Because of the restrictions applied to the conduct of randomized clinical trials, the risks reported in their comparison of open and endovascular aneurysm repair (EVAR) of abdominal aortic aneurysms (AAA) may not be applicable to real-world vascular surgical practice. The magnitude of this deviation is indeterminate.
To compare 30-day mortality from the recent Open Vs Endovascular Repair (OVER) Veterans Affairs Cooperative trial with results obtained from the American College of Surgeons National Surgical Quality Improvement Program (NSQIP) and to assess temporal trends in perioperative mortality.
Design, Setting, and Participants
We analyzed data from 21 115 patients who received elective EVAR or open repair for asymptomatic infrarenal AAA between January 1, 2005, and December 31, 2011, in the NSQIP database. We used χ2 and t tests to compare perioperative mortality between groups. Logistic regression was used to analyze perioperative mortality, adjusting for age, sex, race, and comorbidities. The outcomes of the OVER trial were then compared with the national estimates obtained from the NSQIP.

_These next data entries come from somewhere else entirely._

//! Batch refresh driver: feeds the scheduler at most `max_concurrency`
//! refresh tasks at a time and tops the batch up as tasks finish.

use std::collections::{HashMap, VecDeque};
use std::sync::Arc;
use std::time::Duration;

use tokio::sync::mpsc;
use tokio::time::MissedTickBehavior;
use tracing::{debug, error, info, info_span, warn, Span};
use uuid::Uuid;

use crate::app::{NewsflowError, Result};
use crate::store::Store;
use crate::tasks::{
    create_feed_refresh_task, feed_id_of, Scheduler, SchedulerError, TaskEvent, TaskEventKind,
    TaskStatus, TaskType,
};

pub const MAX_CONCURRENCY: usize = 10;
pub const DEFAULT_CONCURRENCY: usize = 4;

/// How often tracked tasks are polled in case their events were dropped.
pub const RECONCILE_INTERVAL: Duration = Duration::from_millis(500);

#[derive(Debug, Clone, Copy, Default, PartialEq, Eq)]
pub struct BatchSummary {
    pub completed: usize,
    pub failed: usize,
}

impl BatchSummary {
    pub fn total(&self) -> usize {
        self.completed + self.failed
    }
}

/// Tracks one refresh batch.
///
/// The concurrency cap here is independent of the scheduler's worker count:
/// the cap bounds how many refresh tasks are queued or running on behalf of
/// this orchestrator, the workers bound how many tasks of any kind execute.
pub struct RefreshOrchestrator<S: Store> {
    scheduler: Arc<Scheduler>,
    store: Arc<S>,
    max_concurrency: usize,
    pending: VecDeque<i64>,
    /// feed id -> task id
    refreshing: HashMap<i64, String>,
    summary: BatchSummary,
    span: Span,
}

impl<S: Store> RefreshOrchestrator<S> {
    pub fn new(scheduler: Arc<Scheduler>, store: Arc<S>, max_concurrency: usize) -> Self {
        let span = info_span!("orchestrator");
        let clamped = max_concurrency.clamp(1, MAX_CONCURRENCY);
        if clamped != max_concurrency {
            warn!(
                parent: &span,
                requested = max_concurrency,
                using = clamped,
                "Refresh concurrency out of range"
            );
        }
        if clamped > scheduler.workers() {
            warn!(
                parent: &span,
                concurrency = clamped,
                workers = scheduler.workers(),
                "Refresh concurrency exceeds worker count; extra tasks will wait in the queue"
            );
        }

        Self {
            scheduler,
            store,
            max_concurrency: clamped,
            pending: VecDeque::new(),
            refreshing: HashMap::new(),
            summary: BatchSummary::default(),
            span,
        }
    }

    pub fn with_span(mut self, span: Span) -> Self {
        self.span = span;
        self
    }

    pub fn max_concurrency(&self) -> usize {
        self.max_concurrency
    }

    pub fn pending_count(&self) -> usize {
        self.pending.len()
    }

    pub fn refreshing_count(&self) -> usize {
        self.refreshing.len()
    }

    pub fn is_refreshing(&self, feed_id: i64) -> bool {
        self.refreshing.contains_key(&feed_id)
    }

    pub fn is_idle(&self) -> bool {
        self.pending.is_empty() && self.refreshing.is_empty()
    }

    /// Totals since the last call.
    pub fn take_summary(&mut self) -> BatchSummary {
        std::mem::take(&mut self.summary)
    }

    /// Queues every visible feed that is not already queued or refreshing
    /// and starts the first batch. Returns how many feeds were queued.
    pub fn refresh_all(&mut self) -> Result<usize> {
        let feeds = self.store.list_feeds()?;
        let mut queued = 0;
        for feed in feeds {
            if self.refreshing.contains_key(&feed.id) || self.pending.contains(&feed.id) {
                continue;
            }
            self.pending.push_back(feed.id);
            queued += 1;
        }

        info!(parent: &self.span, queued, pending = self.pending.len(), "Queued feeds for refresh");
        self.start_next_batch();
        Ok(queued)
    }

    /// Submits one feed right away, outside the concurrency cap. Returns
    /// the task id; a feed already refreshing returns its current task.
    pub fn refresh_feed(&mut self, feed_id: i64) -> Result<String> {
        if let Some(task_id) = self.refreshing.get(&feed_id) {
            return Ok(task_id.clone());
        }

        let feed = self
            .store
            .get_feed(feed_id)?
            .ok_or_else(|| NewsflowError::FeedNotFound(feed_id.to_string()))?;

        let mut task = create_feed_refresh_task(feed_id, &feed.url);
        task.id = Uuid::new_v4().to_string();
        let task_id = task.id.clone();
        if let Err(e) = self.scheduler.add_task(task) {
            let _ = self.scheduler.remove_task(&task_id);
            return Err(e.into());
        }
        self.pending.retain(|id| *id != feed_id);
        self.refreshing.insert(feed_id, task_id.clone());

        debug!(parent: &self.span, feed_id, task_id = %task_id, "Submitted single feed refresh");
        Ok(task_id)
    }

    /// Moves feeds from pending to refreshing while under the cap. A full
    /// scheduler queue ends the batch early; the feed goes back to the
    /// front of the pending queue.
    pub fn start_next_batch(&mut self) -> usize {
        let _enter = self.span.enter();
        let mut started = 0;

        while self.refreshing.len() < self.max_concurrency {
            let Some(feed_id) = self.pending.pop_front() else {
                break;
            };

            let feed = match self.store.get_feed(feed_id) {
                Ok(Some(feed)) => feed,
                Ok(None) => {
                    debug!(feed_id, "Feed deleted while queued");
                    continue;
                }
                Err(e) => {
                    error!(feed_id, error = %e, "Failed to load feed for refresh");
                    self.summary.failed += 1;
                    continue;
                }
            };

            let mut task = create_feed_refresh_task(feed_id, &feed.url);
            task.id = Uuid::new_v4().to_string();
            let task_id = task.id.clone();

            match self.scheduler.add_task(task) {
                Ok(_) => {
                    debug!(feed_id, task_id = %task_id, "Refresh task submitted");
                    self.refreshing.insert(feed_id, task_id);
                    started += 1;
                }
                Err(SchedulerError::QueueFull) => {
                    warn!(feed_id, "Scheduler queue full, deferring remaining feeds");
                    // the rejected task stays recorded as pending otherwise
                    let _ = self.scheduler.remove_task(&task_id);
                    self.pending.push_front(feed_id);
                    break;
                }
                Err(e) => {
                    error!(feed_id, error = %e, "Failed to submit refresh task");
                    self.summary.failed += 1;
                }
            }
        }

        started
    }

    /// Applies a scheduler event. Returns `true` once the batch is done.
    pub fn handle_event(&mut self, event: &TaskEvent) -> bool {
        if event.task_type != TaskType::FeedRefresh || !event.is_terminal() {
            return self.is_idle();
        }
        let Some(feed_id) = feed_id_of(&event.data) else {
            return self.is_idle();
        };
        if self.refreshing.get(&feed_id) != Some(&event.task_id) {
            return self.is_idle();
        }

        self.refreshing.remove(&feed_id);
        self.record(feed_id, event.kind == TaskEventKind::Completed, event.error.as_deref());
        self.start_next_batch();
        self.is_idle()
    }

    /// Polls the scheduler for every tracked task and settles the ones that
    /// finished without us seeing their event. Returns `true` once the
    /// batch is done.
    pub fn reconcile(&mut self) -> bool {
        let settled: Vec<(i64, TaskStatus, Option<String>)> = self
            .refreshing
            .iter()
            .filter_map(|(feed_id, task_id)| match self.scheduler.get_task(task_id) {
                Some(task) if task.status.is_terminal() => Some((*feed_id, task.status, task.error)),
                Some(_) => None,
                None => Some((
                    *feed_id,
                    TaskStatus::Failed,
                    Some(format!("task {task_id} disappeared")),
                )),
            })
            .collect();

        if !settled.is_empty() {
            let _enter = self.span.enter();
            debug!(count = settled.len(), "Reconciled finished refresh tasks");
        }
        for (feed_id, status, err) in settled {
            self.refreshing.remove(&feed_id);
            self.record(feed_id, status == TaskStatus::Completed, err.as_deref());
        }

        self.start_next_batch();
        self.is_idle()
    }

    fn record(&mut self, feed_id: i64, completed: bool, err: Option<&str>) {
        let _enter = self.span.enter();
        if completed {
            self.summary.completed += 1;
            debug!(feed_id, "Feed refresh finished");
        } else {
            self.summary.failed += 1;
            warn!(feed_id, error = err.unwrap_or(""), "Feed refresh failed");
        }
    }

    /// Drives the current batch to completion from `events`, reconciling on
    /// a timer. Returns the batch totals.
    ///
    /// If the event stream closes (scheduler stopped) the batch is
    /// abandoned; feeds that never finished are not counted.
    pub async fn run_until_idle(&mut self, events: &mut mpsc::Receiver<TaskEvent>) -> BatchSummary {
        self.start_next_batch();

        let mut tick = tokio::time::interval(RECONCILE_INTERVAL);
        tick.set_missed_tick_behavior(MissedTickBehavior::Delay);

        while !self.is_idle() {
            tokio::select! {
                event = events.recv() => match event {
                    Some(event) => {
                        self.handle_event(&event);
                    }
                    None => {
                        if !self.reconcile() {
                            warn!(
                                parent: &self.span,
                                pending = self.pending.len(),
                                refreshing = self.refreshing.len(),
                                "Event stream closed, abandoning refresh batch"
                            );
                            self.pending.clear();
                            self.refreshing.clear();
                        }
                        break;
                    }
                },
                _ = tick.tick() => {
                    self.reconcile();
                }
            }
        }

        let summary = self.take_summary();
        info!(
            parent: &self.span,
            completed = summary.completed,
            failed = summary.failed,
            "Refresh batch finished"
        );
        summary
    }
}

Main Outcomes and Measures
Death within 30 days of surgery.
Perioperative mortality was 3.7% (95% CI, 3.2%-4.3%) after open repair and 1.3% (95% CI, 1.2%-1.5%) after EVAR. There was a 70% reduction in operative mortality after EVAR compared with open repair (adjusted odds ratio [aOR], 0.30; 95% CI, 0.25-0.38; P < .001). Mortality was significantly lower in men compared with women (aOR, 0.73; 95% CI, 0.57-0.92; P = .009). Thirty-day mortality in the NSQIP cohort was higher than that reported in the OVER trial for both EVAR and open repair (EVAR, 1.3% vs 0.2%; open, 3.7% vs 2.3%). There was an increase in the proportion of patients who received EVAR during the 7 years studied (65% in 2005 and 80% in 2011). There has been no significant decrease in perioperative mortality during these years (P > .05).
Conclusions and Relevance
Perioperative mortality reported by the OVER trial is significantly lower than outcomes from practices outside the restriction of randomized clinical trials. We attribute this difference to the fact that the OVER trial excluded high-risk patients deemed unfit for open repair. This finding supports the need for individualized assessment of risk and treatment selection for patients with infrarenal AAA. There has been no change in perioperative mortality after EVAR in recent years despite improvements in techniques, devices, and proficiency.